One possible "improvement" would be to not copy the vector in each recursion by passing a reference:
bool recursiveSearch(const vector<int>& myList, int beginning, int end)

Unless you know something special about the ordering of the data, there is absolutely no advantage to performing a partitioned search like this.
Indeed, your code is actually [trying] to do a linear search, so it is actually implementing a simple for loop with the cost of a lot of stack and overhead.
Note that there is a weirdness in your code: If the first element doesn't match, you will call recursiveSearch(myList, beginning /*=0*/, mid). Since we already know that element 0 doesn't match, you're going to subdivide again, but only after re-testing the element.
So given a vector of 6 elements that has no matches, you're going to call:
recursiveSearch(myList, 0, 6);
-> < recursiveSearch(myList, 0, 3) || recursiveSearch(myList, 4, 6); >
-> < recursiveSearch(myList, 0, 1) || recursiveSearch(2, 3) > < recursiveSearch(myList, 4, 5); || recursiveSearch(myList, 5, 6); >
-> < recursiveSearch(myList, 0, 0) || recursiveSearch(myList, 1, 1) > < recursiveSearch(myList, 2, 2) || recursiveSearch(myList, 3, 3) > ...
In the end, you're failing on a given index because you reached the condition where begin and end were both that value, that seems an expensive way of eliminating each node, and the end-result is not a partitioned search, it a simple linear search, you just use a lot of stack-depth to get there.
So, a simpler and faster way to do this would be:
for (size_t i = beginning; i < end; ++i) {
if (myList[i] != i)
return i;
Since we're trying to optimize here, it's worth pointing out that MSVC, GCC and Clang all assume that if expresses the likely case, so I'm optimizing here for the degenerate case where we have a large vector with no or late matches. In the case where we get lucky and we find a result early, then we're willing to pay the cost of a potential branch miss because we're leaving. I realize that the branch cache will soon figure this out for us, but again - optimizing ;-P
As others have pointed out, you could also benefit from not passing the vector by value (forcing a copy)
const std::vector<int>& myList

An obvious "improvement" would be to run threads on all the remaining cores. Simply divvy up the vector into number of cores - 1 pieces and use a condition variable to signal the main thread when found.

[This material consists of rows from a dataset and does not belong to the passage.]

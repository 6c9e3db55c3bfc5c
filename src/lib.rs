pub mod app;
pub mod config_manager;
pub mod controls;
pub mod grid;
pub mod host;
mod page;

pub use app::ServiceRegistry;
pub use host::{
    ControlContext, ControlHost, ControlState, LifecycleError, OutputNotifier, Outputs,
    StandardControl, View,
};
pub use page::Page;

// Re-export the workspace crates for convenience
pub use pcf_event_bus as event_bus;
pub use pcf_services as services;
pub use pcf_types as types;

use tracing_subscriber::{EnvFilter, layer::SubscriberExt as _, util::SubscriberInitExt as _};

/// Install the global tracing subscriber; `log` records are forwarded to it
///
/// Honors `RUST_LOG`, defaulting to `info`. Calling it again is a no-op.
pub fn init_logging() {
    let filter = EnvFilter::try_from_default_env().unwrap_or_else(|_| EnvFilter::new("info"));

    if tracing_subscriber::registry()
        .with(tracing_subscriber::fmt::layer())
        .with(filter)
        .try_init()
        .is_err()
    {
        log::debug!("Logging already initialized");
    }
}
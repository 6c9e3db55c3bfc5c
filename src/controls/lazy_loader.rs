use anyhow::{Result, anyhow};
use serde_json::{Value, json};

use crate::grid::{GridColumn, GridModel, SortDirection};
use crate::host::{ControlContext, OutputNotifier, Outputs, StandardControl, View};

pub const GRID_TITLE: &str = "Fluent UI DataGrid Virtualization Demo";

/// Sortable grid over the demo rows, rendering only the visible window
#[derive(Default)]
pub struct LazyLoaderGrid {
    grid: Option<GridModel>,
    scroll_offset: u64,
    notifier: Option<OutputNotifier>,
}

impl LazyLoaderGrid {
    pub fn new() -> Self {
        Self::default()
    }

    pub fn grid(&self) -> Option<&GridModel> {
        self.grid.as_ref()
    }

    pub fn scroll_to(&mut self, offset: u64) {
        self.scroll_offset = match &self.grid {
            Some(grid) => offset.min(grid.max_scroll_offset()),
            None => offset,
        };
    }

    /// Header click on the column with key `column`
    pub fn click_header(&mut self, column: &str) -> Result<SortDirection> {
        let column =
            GridColumn::from_key(column).ok_or_else(|| anyhow!("Unknown column '{}'", column))?;
        let grid = self
            .grid
            .as_mut()
            .ok_or_else(|| anyhow!("Grid is not initialized"))?;

        let direction = grid.toggle_sort(column);
        if let Some(notifier) = &self.notifier {
            notifier.notify_output_changed();
        }
        Ok(direction)
    }
}

impl StandardControl for LazyLoaderGrid {
    fn init(&mut self, context: &ControlContext, notifier: OutputNotifier) -> Result<()> {
        let mut config = context.services.config().grid.clone();
        if let Some(rows) = context.parameter("rowCount").and_then(Value::as_u64) {
            config.row_count = rows as usize;
        }

        self.grid = Some(GridModel::from_config(&config));
        self.notifier = Some(notifier);
        Ok(())
    }

    fn update_view(&mut self, _context: &ControlContext) -> View {
        let mut view = View::new().line(GRID_TITLE);
        let Some(grid) = &self.grid else {
            return view;
        };

        let header: Vec<&str> = GridColumn::ALL.iter().map(|c| c.header()).collect();
        view = view.line(header.join(" | "));
        for row in grid.visible_rows(self.scroll_offset) {
            let cells: Vec<String> = GridColumn::ALL.iter().map(|c| c.cell(row)).collect();
            view = view.line(cells.join(" | "));
        }
        view
    }

    fn get_outputs(&self) -> Outputs {
        let Some(grid) = &self.grid else {
            return Outputs::new();
        };

        let first_visible = grid
            .visible_rows(self.scroll_offset)
            .first()
            .map(|row| json!(row.row_id()))
            .unwrap_or(Value::Null);
        let sort = grid
            .sort_state()
            .map(|(column, direction)| {
                json!({
                    "column": column.key(),
                    "descending": direction == SortDirection::Descending
                })
            })
            .unwrap_or(Value::Null);

        Outputs::from([
            ("rowCount".to_string(), json!(grid.len())),
            ("firstRenderedRowId".to_string(), first_visible),
            ("sort".to_string(), sort),
        ])
    }

    fn destroy(&mut self) {
        self.grid = None;
        self.notifier = None;
    }
}
//! OData query strings and a small HTTP client for the Dataverse Web API

use std::time::Duration;

use anyhow::{Context, Result, anyhow};
use reqwest::Url;
use serde_json::Value;

use crate::web_api::EntityCollection;

/// Headers sent with every GET
pub const ODATA_GET_HEADERS: &[(&str, &str)] = &[
    ("OData-MaxVersion", "4.0"),
    ("OData-Version", "4.0"),
    ("Accept", "application/json"),
    ("Content-Type", "application/json; charset=utf-8"),
    ("Prefer", "odata.include-annotations=\"*\""),
];

/// Headers sent with POST and DELETE
pub const ODATA_WRITE_HEADERS: &[(&str, &str)] = &[
    ("OData-MaxVersion", "4.0"),
    ("OData-Version", "4.0"),
    ("Accept", "application/json"),
    ("Content-Type", "application/json; charset=utf-8"),
];

/// System query options of an OData request
#[derive(Debug, Clone, Default, PartialEq, Eq)]
pub struct ODataQuery {
    pub select: Vec<String>,
    pub filter: Option<String>,
    pub order_by: Option<String>,
    pub top: Option<usize>,
}

impl ODataQuery {
    pub fn new() -> Self {
        Self::default()
    }

    pub fn select<I, S>(mut self, fields: I) -> Self
    where
        I: IntoIterator<Item = S>,
        S: Into<String>,
    {
        self.select = fields.into_iter().map(Into::into).collect();
        self
    }

    pub fn filter(mut self, expression: impl Into<String>) -> Self {
        self.filter = Some(expression.into());
        self
    }

    pub fn order_by(mut self, expression: impl Into<String>) -> Self {
        self.order_by = Some(expression.into());
        self
    }

    pub fn top(mut self, count: usize) -> Self {
        self.top = Some(count);
        self
    }

    /// Render as `?$select=a,b&$top=50`; empty when no option is set
    pub fn to_query_string(&self) -> String {
        let mut parts = Vec::new();
        if !self.select.is_empty() {
            parts.push(format!("$select={}", self.select.join(",")));
        }
        if let Some(filter) = &self.filter {
            parts.push(format!("$filter={}", filter));
        }
        if let Some(order_by) = &self.order_by {
            parts.push(format!("$orderby={}", order_by));
        }
        if let Some(top) = self.top {
            parts.push(format!("$top={}", top));
        }

        if parts.is_empty() {
            String::new()
        } else {
            format!("?{}", parts.join("&"))
        }
    }

    /// Parse a query string produced by [`ODataQuery::to_query_string`] or
    /// written by hand; unknown options are ignored
    pub fn parse(query: &str) -> Result<Self> {
        let mut parsed = Self::default();
        let query = query.trim().trim_start_matches('?');

        for part in query.split('&').filter(|p| !p.is_empty()) {
            let (key, value) = part
                .split_once('=')
                .ok_or_else(|| anyhow!("Malformed query option '{}'", part))?;

            match key {
                "$select" => {
                    parsed.select = value
                        .split(',')
                        .map(str::trim)
                        .filter(|f| !f.is_empty())
                        .map(str::to_string)
                        .collect();
                }
                "$filter" => parsed.filter = Some(value.to_string()),
                "$orderby" => parsed.order_by = Some(value.to_string()),
                "$top" => {
                    let top = value
                        .parse()
                        .with_context(|| format!("Invalid $top value '{}'", value))?;
                    parsed.top = Some(top);
                }
                other => log::debug!("Ignoring unsupported query option '{}'", other),
            }
        }

        Ok(parsed)
    }
}

/// Build the URL of an unbound function call with aliased parameters,
/// e.g. `RetrieveEnvironmentVariableValue(DefinitionSchemaName=@p1)?@p1='ktcs_ExampleEV'`
pub fn function_url(base_url: &Url, name: &str, parameters: &[(&str, &str)]) -> Result<Url> {
    let mut signature = Vec::with_capacity(parameters.len());
    let mut aliases = Vec::with_capacity(parameters.len());

    for (index, (parameter, value)) in parameters.iter().enumerate() {
        let alias = format!("@p{}", index + 1);
        signature.push(format!("{}={}", parameter, alias));
        // OData string literals escape a quote by doubling it
        aliases.push(format!("{}='{}'", alias, value.replace('\'', "''")));
    }

    let mut relative = format!("{}({})", name, signature.join(","));
    if !aliases.is_empty() {
        relative.push('?');
        relative.push_str(&aliases.join("&"));
    }

    base_url
        .join(&relative)
        .with_context(|| format!("Failed to build URL for function '{}'", name))
}

/// HTTP client for an OData endpoint
pub struct ODataClient {
    http_client: reqwest::Client,
    base_url: Url,
}

impl ODataClient {
    /// `base_url` is the service root, e.g. `https://org.crm.dynamics.com/api/data/v9.2/`
    pub fn new(base_url: &str) -> Result<Self> {
        let mut base_url = base_url.trim().to_string();
        if !base_url.ends_with('/') {
            base_url.push('/');
        }
        let base_url =
            Url::parse(&base_url).with_context(|| format!("Invalid Web API URL '{}'", base_url))?;

        let http_client = reqwest::Client::builder()
            .timeout(Duration::from_secs(30))
            .build()
            .context("Failed to create HTTP client")?;

        Ok(Self {
            http_client,
            base_url,
        })
    }

    pub fn base_url(&self) -> &Url {
        &self.base_url
    }

    /// Call an unbound function and return its JSON body
    pub async fn call_function(&self, name: &str, parameters: &[(&str, &str)]) -> Result<Value> {
        let url = function_url(&self.base_url, name, parameters)?;
        let request = with_headers(self.http_client.get(url), ODATA_GET_HEADERS)
            .build()
            .context("Failed to build Web API request")?;
        self.send_json(request)
            .await
            .with_context(|| format!("Function '{}' failed", name))
    }

    /// GET request for an entity set query, e.g. `contacts?$top=50`
    pub fn retrieve_multiple_request(
        &self,
        entity_set: &str,
        query: &ODataQuery,
    ) -> Result<reqwest::Request> {
        let url = self
            .base_url
            .join(&format!("{}{}", entity_set, query.to_query_string()))
            .with_context(|| format!("Failed to build URL for '{}'", entity_set))?;
        with_headers(self.http_client.get(url), ODATA_GET_HEADERS)
            .build()
            .context("Failed to build Web API request")
    }

    /// POST request creating `record` in `entity_set`
    pub fn create_request(&self, entity_set: &str, record: &Value) -> Result<reqwest::Request> {
        let url = self
            .base_url
            .join(entity_set)
            .with_context(|| format!("Failed to build URL for '{}'", entity_set))?;
        with_headers(self.http_client.post(url), ODATA_WRITE_HEADERS)
            .json(record)
            .build()
            .context("Failed to build Web API request")
    }

    /// Query an entity set, e.g. `contacts`
    pub async fn retrieve_multiple(
        &self,
        entity_set: &str,
        query: &ODataQuery,
    ) -> Result<EntityCollection> {
        let request = self.retrieve_multiple_request(entity_set, query)?;
        let body = self.send_json(request).await?;
        collection_from_body(entity_set, body)
    }

    /// Create a record and return the `OData-EntityId` of the new record
    pub async fn create(&self, entity_set: &str, record: &Value) -> Result<Option<String>> {
        let request = self.create_request(entity_set, record)?;
        let response = self.send(request).await?;

        Ok(response
            .headers()
            .get("OData-EntityId")
            .and_then(|v| v.to_str().ok())
            .map(str::to_string))
    }

    async fn send(&self, request: reqwest::Request) -> Result<reqwest::Response> {
        log::debug!("{} {}", request.method(), request.url());

        let response = self
            .http_client
            .execute(request)
            .await
            .context("Failed to send request to Web API")?;

        let status = response.status();
        if !status.is_success() {
            let error_text = response
                .text()
                .await
                .unwrap_or_else(|_| "Unknown error".to_string());

            return Err(match status.as_u16() {
                401 => anyhow!("Not authorized to call the Web API"),
                404 => anyhow!("Web API resource not found: {}", error_text),
                429 => anyhow!("Web API rate limit reached. Please try again later"),
                _ => anyhow!("Web API request failed ({}): {}", status, error_text),
            });
        }

        Ok(response)
    }

    async fn send_json(&self, request: reqwest::Request) -> Result<Value> {
        self.send(request)
            .await?
            .json::<Value>()
            .await
            .context("Failed to parse Web API response")
    }
}

fn with_headers(
    mut request: reqwest::RequestBuilder,
    headers: &[(&str, &str)],
) -> reqwest::RequestBuilder {
    for (name, value) in headers {
        request = request.header(*name, *value);
    }
    request
}

/// Read the `value` array and `@odata.nextLink` of a collection response
fn collection_from_body(entity_set: &str, body: Value) -> Result<EntityCollection> {
    let next_link = body
        .get("@odata.nextLink")
        .and_then(Value::as_str)
        .map(str::to_string);
    let entities = match body.get("value") {
        Some(Value::Array(values)) => values.clone(),
        _ => return Err(anyhow!("Response for '{}' has no value array", entity_set)),
    };

    Ok(EntityCollection {
        entities,
        next_link,
    })
}

#[cfg(test)]
mod tests {
    use super::*;

    #[test]
    fn test_query_string_for_contacts() {
        let query = ODataQuery::new()
            .select(["fullname", "contactid", "emailaddress1"])
            .top(50);
        assert_eq!(
            query.to_query_string(),
            "?$select=fullname,contactid,emailaddress1&$top=50"
        );
        assert_eq!(ODataQuery::new().to_query_string(), "");
    }

    #[test]
    fn test_parse_query_string() {
        let query =
            ODataQuery::parse("?$select=fullname, contactid&$top=5&$count=true&$orderby=fullname")
                .unwrap();
        assert_eq!(query.select, vec!["fullname", "contactid"]);
        assert_eq!(query.top, Some(5));
        assert_eq!(query.order_by.as_deref(), Some("fullname"));

        assert!(ODataQuery::parse("?$top=many").is_err());
        assert!(ODataQuery::parse("?$select").is_err());
        assert_eq!(ODataQuery::parse("").unwrap(), ODataQuery::default());
    }

    #[test]
    fn test_function_url_uses_parameter_aliases() {
        let base = Url::parse("https://org.crm.dynamics.com/api/data/v9.2/").unwrap();
        let url = function_url(
            &base,
            "RetrieveEnvironmentVariableValue",
            &[("DefinitionSchemaName", "ktcs_ExampleEV")],
        )
        .unwrap();

        assert!(
            url.path()
                .ends_with("/api/data/v9.2/RetrieveEnvironmentVariableValue(DefinitionSchemaName=@p1)")
        );
        assert!(url.query().unwrap().starts_with("@p1="));
        assert!(url.query().unwrap().contains("ktcs_ExampleEV"));
    }

    #[test]
    fn test_function_url_escapes_quotes() {
        let base = Url::parse("https://org.crm.dynamics.com/api/data/v9.2/").unwrap();
        let url = function_url(&base, "Echo", &[("Text", "it's")]).unwrap();
        let query = url.query().unwrap().replace("%27", "'");
        assert!(query.contains("it''s"));
    }

    #[test]
    fn test_retrieve_request_targets_entity_set() {
        let client = ODataClient::new("https://org.crm.dynamics.com/api/data/v9.2").unwrap();
        let query = ODataQuery::new()
            .select(["fullname", "contactid", "emailaddress1"])
            .top(50);
        let request = client.retrieve_multiple_request("contacts", &query).unwrap();

        assert_eq!(request.method(), reqwest::Method::GET);
        assert_eq!(request.url().path(), "/api/data/v9.2/contacts");
        assert_eq!(
            request.url().query(),
            Some("$select=fullname,contactid,emailaddress1&$top=50")
        );
        assert_eq!(request.headers()["OData-MaxVersion"], "4.0");
        assert_eq!(request.headers()["Prefer"], "odata.include-annotations=\"*\"");
    }

    #[test]
    fn test_create_request_carries_json_record() {
        let client = ODataClient::new("https://org.crm.dynamics.com/api/data/v9.2/").unwrap();
        let record = serde_json::json!({ "name": "Fabrikam Inc.", "telephone1": "555-0100" });
        let request = client.create_request("accounts", &record).unwrap();

        assert_eq!(request.method(), reqwest::Method::POST);
        assert_eq!(request.url().path(), "/api/data/v9.2/accounts");
        assert_eq!(request.headers()["OData-Version"], "4.0");
        assert!(request.headers().get("Prefer").is_none());
        assert!(
            request.headers()["Content-Type"]
                .to_str()
                .unwrap()
                .starts_with("application/json")
        );

        let body = request.body().and_then(|b| b.as_bytes()).unwrap();
        assert_eq!(serde_json::from_slice::<Value>(body).unwrap(), record);
    }

    #[test]
    fn test_collection_body_keeps_next_link() {
        let body = serde_json::json!({
            "value": [{ "fullname": "Nancy Anderson" }],
            "@odata.nextLink": "https://org.crm.dynamics.com/api/data/v9.2/contacts?$skiptoken=2"
        });
        let collection = collection_from_body("contacts", body).unwrap();
        assert_eq!(collection.entities.len(), 1);
        assert!(collection.next_link.unwrap().contains("$skiptoken=2"));

        assert!(collection_from_body("contacts", serde_json::json!({})).is_err());
    }

    #[test]
    fn test_client_normalizes_base_url() {
        let client = ODataClient::new("https://org.crm.dynamics.com/api/data/v9.2").unwrap();
        assert_eq!(
            client.base_url().as_str(),
            "https://org.crm.dynamics.com/api/data/v9.2/"
        );
        assert!(ODataClient::new("not a url").is_err());
    }
}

If you need to find an element in an unsorted array such that A[i] == i, then the only way to do it is to go through every element until you find one.
The simplest way to do this is like so:
bool find_index_matching_value(const std::vector<int>& v)
for (int i=0; i < v.size(); i++) {
if (v[i] == i)
return true;
return false; // no such element
This is O(n), and you're not going to be able to do any better than that algorithmically. So we have to turn our attention to micro-optimisations.
In general, I would be quite astonished if on modern machines, your recursive solution is faster in general than the simple solution above. While the compiler will (possibly) be able to remove the extra function call overhead (effectively turning your recursive solution into an iterative one), running through the array in order (as above) allows for optimal use of the cache, whereas, for large arrays, your partitioned search will not.


What is the time complexity of below program?

Below is the program which find the length of the longest substring without repeating characters, given a string str. (details)
int test(string str) {
int left = 0, right = 0, ans = 0;
unordered_set<char> set;
while(left < str.size() and right < str.size()) {
if(set.find(str[right]) == set.end()) set.insert(str[right]);
else {
while(str[left] != str[right]){
ans = (ans > set.size() ? ans : set.size());
return ans;
What is the time complexity of above solution? Is it O(n^2) or O(n) where n is the length of string?
Please note that I have gone through multiple questions on internet and also read about big oh but I am still confused. To me, it looks like O(n^2) complexity due to two while loops but I want to confirm from experts here.
It's O(n) on average.
What you see here is a sliding window technique (with variable window size, also called "two pointers technique").
Yes there are two loops, but if you look, any iteration of any of the two loops will always increase one of the pointers (either left or right).
In the first loop, either you call the second loop or you don't, but you will increase right at each iteration. The second loop always increases left.
Both left and right can have n different values (because both loops would stop when either right >= n or left == right).
So the first loop will have n executions (all the values of right from 0 to n-1) and the second loop can have at most n executions (all the possible values of left), which is a worst case of 2n = O(n) executions.
Worst case complexity
For the sake of completeness, please note that I wrote O(n) on average. The reason is that set.find has a complexity of O(1) in average but O(n) in the worst case. Same goes for set.erase. The reason is that unordered_set is implemented with a hash table and it the very unlikely case of all your items being in the same bucket, it needs to iterate on all the items.
So even though we have O(n) iterations of the loop, some iterations could be O(n). It means that in some very unlikely cases, the execution could go up to O(n^2). You shouldn't really worry about it as the probability of this to happen is close to 0, and even though I don't exactly know what the hashing technique for char in C++, I would bet that we will never end up with all characters in the same bucket.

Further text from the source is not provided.